Hope tells us that maybe this is just a rough patch, that if we’re patient and understanding, he’ll come around. Ego tells us that we can’t possibly have been wrong about the connection, and that all those late-night conversations and deep looks must have meant something.
But sometimes they didn’t. Or they did, until they didn’t.
Sometimes people, especially men, are driven by physical attraction and the excitement of the chase. So yes, of course, the beginning feels great. You're pursued, you feel special, but that’s the game. And it’s not malicious on purpose; it’s just human nature.
And maybe they did, or do like you, just… not enough. That's okay, too.
The Power of Acceptance
Acceptance doesn’t come easy. In some cases, it can feel like a grieving process. You’re no longer getting your feel-good hormone hit, and you’re not going to have that fantasy future you created in your mind. At least not with the person you imagined it with.

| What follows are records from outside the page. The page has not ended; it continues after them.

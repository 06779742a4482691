use std::path::{Path, PathBuf};
use std::sync::Arc;
use std::sync::mpsc::Sender;
use std::thread;

use tracing::debug;

use super::{DirEntry, Filesystem};
use crate::error::LoadError;
use crate::event::Event;

/// Completion of one background listing, tagged with the generation of the
/// request that produced it.
#[derive(Debug)]
pub struct Listing {
  pub generation: u64,
  pub path: PathBuf,
  pub result: Result<Vec<DirEntry>, LoadError>,
}

/// Reads `path`, drops dotfiles unless `show_hidden`, and sorts by name.
pub fn read_listing(fs: &dyn Filesystem, path: &Path, show_hidden: bool) -> Result<Vec<DirEntry>, LoadError> {
  let mut entries = fs.list_dir(path).map_err(|e| LoadError::new(path, e))?;
  if !show_hidden {
    entries.retain(|e| !e.is_hidden());
  }
  entries.sort_by(|a, b| a.file_name.cmp(&b.file_name));
  Ok(entries)
}

/// Dispatches directory reads to background threads. Each request bumps the
/// loader's own generation counter; only a completion carrying the latest
/// generation is current; anything older is stale and must be dropped.
pub struct DirLoader {
  fs: Arc<dyn Filesystem>,
  tx: Sender<Event>,
  generation: u64,
}

impl DirLoader {
  pub fn new(fs: Arc<dyn Filesystem>, tx: Sender<Event>) -> Self {
    Self { fs, tx, generation: 0 }
  }

  pub fn request(&mut self, path: &Path, show_hidden: bool) -> u64 {
    self.generation += 1;
    let generation = self.generation;
    let fs = Arc::clone(&self.fs);
    let tx = self.tx.clone();
    let path = path.to_path_buf();
    debug!(generation, path = %path.display(), show_hidden, "requesting listing");

    thread::spawn(move || {
      let result = read_listing(fs.as_ref(), &path, show_hidden);
      // The session may already be gone; nothing to do then.
      let _ = tx.send(Event::DirLoaded(Listing { generation, path, result }));
    });

    generation
  }

  pub fn generation(&self) -> u64 {
    self.generation
  }

  pub fn is_current(&self, listing: &Listing) -> bool {
    listing.generation == self.generation
  }
}
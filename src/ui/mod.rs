pub mod entry_list;
pub mod status_bar;

use std::path::Path;

use ratatui::Frame;
use ratatui::buffer::Buffer;
use ratatui::layout::{Constraint, Direction, Layout, Rect};
use ratatui::style::{Color, Modifier, Style};
use ratatui::text::{Line, Span};
use ratatui::widgets::{Paragraph, Widget};

use crate::app::App;

pub fn draw(frame: &mut Frame, app: &App) {
  let area = frame.area();

  let chunks = Layout::default()
    .direction(Direction::Vertical)
    .constraints([
      Constraint::Length(1), // header
      Constraint::Min(1),    // entries
      Constraint::Length(1), // status bar
    ])
    .split(area);

  render_header(app, chunks[0], frame.buffer_mut());
  entry_list::render_entry_list(app, chunks[1], frame.buffer_mut());
  status_bar::render_status_bar(app, chunks[2], frame.buffer_mut());
}

/// `path` with the home directory prefix replaced by `~`.
pub fn abbreviate_home(path: &Path, home: &Path) -> String {
  if home.as_os_str().is_empty() || home == Path::new("/") {
    return path.display().to_string();
  }
  match path.strip_prefix(home) {
    Ok(rest) if rest.as_os_str().is_empty() => "~".to_string(),
    Ok(rest) => format!("~/{}", rest.display()),
    Err(_) => path.display().to_string(),
  }
}

fn render_header(app: &App, area: Rect, buf: &mut Buffer) {
  let dir = abbreviate_home(&app.current_dir, &app.home);
  let separator = if dir.ends_with('/') { "" } else { "/" };

  let mut spans = vec![Span::styled(
    format!(" {dir}{separator}"),
    Style::default().fg(Color::Indexed(75)).add_modifier(Modifier::BOLD),
  )];
  if !app.loading
    && let Some(entry) = app.selected_entry()
  {
    spans.push(Span::styled(
      entry.name.clone(),
      Style::default().fg(Color::Indexed(252)).add_modifier(Modifier::BOLD),
    ));
  }

  let paragraph = Paragraph::new(Line::from(spans)).style(Style::default().bg(Color::Indexed(236)));
  paragraph.render(area, buf);
}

But the sooner you accept that, the sooner you’ll be free.
There’s actually science behind why letting go feels so physically difficult. When we’re in the early stages of romantic connection, our brains flood with dopamine: the same neurotransmitter involved in addiction. Anthropologist Helen Fisher’s fMRI research found that romantic rejection activates the same brain regions as drug withdrawal, and the same areas that process physical pain from burns or broken bones. That’s why you keep checking his profile. That’s why you reread the texts. Your brain is literally looking for its next hit. Understanding that doesn’t make it hurt less, but it does make the obsessive behavior feel less personal.

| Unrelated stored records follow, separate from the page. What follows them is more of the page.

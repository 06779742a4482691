use std::ffi::OsString;
use std::path::{Path, PathBuf};

use tracing::{info, warn};

use super::{EntryKind, Filesystem};
use crate::error::TransferError;

/// Appended to a destination name until it no longer collides.
pub const COLLISION_SUFFIX: char = '_';

/// Paths waiting to be pasted. Yank and cut always replace the whole buffer.
#[derive(Debug, Default, Clone)]
pub struct Transfer {
  pub buffer: Vec<PathBuf>,
  pub cutting: bool,
}

impl Transfer {
  pub fn yank(&mut self, paths: Vec<PathBuf>) {
    self.buffer = paths;
    self.cutting = false;
  }

  pub fn cut(&mut self, paths: Vec<PathBuf>) {
    self.yank(paths);
    self.cutting = true;
  }

  pub fn is_empty(&self) -> bool {
    self.buffer.is_empty()
  }

  pub fn is_cut(&self, path: &Path) -> bool {
    self.cutting && self.buffer.iter().any(|p| p == path)
  }
}

/// Outcome of one paste batch.
#[derive(Debug, Default)]
pub struct PasteReport {
  pub pasted: Vec<PathBuf>,
  pub errors: Vec<TransferError>,
  pub removed: Vec<PathBuf>,
  pub moved: bool,
}

impl PasteReport {
  pub fn any_error(&self) -> bool {
    !self.errors.is_empty()
  }
}

/// Returns `dest`, or `dest` with `COLLISION_SUFFIX` appended as many times as
/// needed to name something that does not exist yet.
pub fn unique_dest_path(fs: &dyn Filesystem, dest: &Path) -> PathBuf {
  let mut candidate = dest.to_path_buf();
  while fs.exists(&candidate) {
    let mut name: OsString = candidate.file_name().map(|n| n.to_os_string()).unwrap_or_default();
    name.push(COLLISION_SUFFIX.to_string());
    candidate.set_file_name(name);
  }
  candidate
}

/// Copies `src` to a free name derived from `dest`, dispatching on the
/// source's own type (symlinks are not followed). Returns the path written.
pub fn copy_entry(fs: &dyn Filesystem, src: &Path, dest: &Path) -> Result<PathBuf, TransferError> {
  let stat = fs.lstat(src).map_err(|e| TransferError::io(src, e))?;
  let dest = unique_dest_path(fs, dest);
  match stat.kind {
    EntryKind::Symlink => copy_symlink(fs, src, &dest)?,
    EntryKind::Directory => copy_dir_recursive(fs, src, &dest, stat.mode)?,
    EntryKind::Regular => fs.copy_file(src, &dest).map_err(|e| TransferError::io(src, e))?,
  }
  Ok(dest)
}

/// Recreates the link at `dest`, pointing at the fully resolved target of `src`.
fn copy_symlink(fs: &dyn Filesystem, src: &Path, dest: &Path) -> Result<(), TransferError> {
  let target = fs.resolve_symlink(src).map_err(|e| TransferError::io(src, e))?;
  fs.create_symlink(&target, dest).map_err(|e| TransferError::io(dest, e))
}

/// Copies every child even when some fail; the directory as a whole only
/// counts as copied if none did. Permission bits are applied last so that
/// read-only sources can still be filled.
fn copy_dir_recursive(fs: &dyn Filesystem, src: &Path, dest: &Path, mode: u32) -> Result<(), TransferError> {
  fs.create_dir(dest).map_err(|e| TransferError::io(dest, e))?;
  let children = fs.list_dir(src).map_err(|e| TransferError::io(src, e))?;

  let mut failed = 0;
  for child in children {
    if let Err(e) = copy_entry(fs, &src.join(&child.file_name), &dest.join(&child.file_name)) {
      warn!(error = %e, "child copy failed");
      failed += 1;
    }
  }
  if let Err(e) = fs.set_mode(dest, mode) {
    warn!(path = %dest.display(), error = %e, "could not apply permissions");
    failed += 1;
  }

  if failed > 0 {
    return Err(TransferError::Incomplete { path: src.to_path_buf(), failed });
  }
  Ok(())
}

/// Pastes the whole buffer into `dest_dir`. When cutting, sources are removed
/// only if every copy in the batch succeeded.
pub fn paste(fs: &dyn Filesystem, transfer: &mut Transfer, dest_dir: &Path) -> PasteReport {
  let mut report = PasteReport::default();

  for src in &transfer.buffer {
    let Some(name) = src.file_name() else {
      report.errors.push(TransferError::IntoItself { path: src.clone() });
      continue;
    };
    let is_dir = fs.lstat(src).is_ok_and(|s| s.is_dir());
    if is_dir && dest_dir.starts_with(src) {
      report.errors.push(TransferError::IntoItself { path: src.clone() });
      continue;
    }
    match copy_entry(fs, src, &dest_dir.join(name)) {
      Ok(dest) => report.pasted.push(dest),
      Err(e) => {
        warn!(error = %e, "paste item failed");
        report.errors.push(e);
      }
    }
  }

  if !transfer.cutting {
    info!(pasted = report.pasted.len(), failed = report.errors.len(), "copy finished");
    return report;
  }
  if report.any_error() {
    warn!(failed = report.errors.len(), "cut aborted, sources left in place");
    return report;
  }

  for src in &transfer.buffer {
    match fs.remove_entry(src) {
      Ok(()) => report.removed.push(src.clone()),
      Err(e) => {
        warn!(path = %src.display(), error = %e, "could not remove moved source");
        report.errors.push(TransferError::io(src, e));
      }
    }
  }
  info!(moved = report.removed.len(), "move finished");
  report.moved = true;
  transfer.cutting = false;
  transfer.buffer.clear();
  report
}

So instead of tricking yourself, just feel it. Be disappointed. Go outside and buy yourself an almond croissant. Ponder on sweet memories while staring at an empty field. But worry not, just like there’s many daisies in the field, there’s plenty of fish in the sea, and countless men eagerly waiting to sweep you off your feet.
Start listening to what his actions are telling you, and believe him.
Stop romanticizing someone who doesn’t choose you, so you can make space for someone who will. You can’t force emotional availability. You can’t force desire. And you can’t make someone stay who doesn’t want to. Nor should you want to.
Stop chasing breadcrumbs. Stop analyzing, rationalizing, and waiting. Simply start listening to what his actions are telling you, and believe him.
You’re not silly or naïve for hoping. You’re human, and the heart wants what it wants. Contrary to what many might tell you, your sensitivity isn’t the problem. Neither is your capacity or desire for love. The problem is when you place it in people who haven’t earned it. Ironically, everything given freely still comes at a cost. And usually, you’re the one paying the price.
Let Go of the Fantasy
One of the hardest things to accept is that the person you imagined isn’t the person you were actually with. More often than not, we fall in love with the idea of someone, not the reality. You saw glimpses of what it could be, moments of charm or connection that felt real. And maybe they were, but those fragments weren’t enough to build something solid.
The truth is, someone who wants to be with you will show you. Consistently. Clearly. Without you having to decode, justify, or chase.
So the next time someone pulls away, don’t rush to diagnose them. Don’t try to fix or interpret their behavior. Just see it for what it is. Believe their distance. Accept their silence. And remind yourself:
He’s not avoidant. He's just not that into me. And that’s okay, because someone else will be.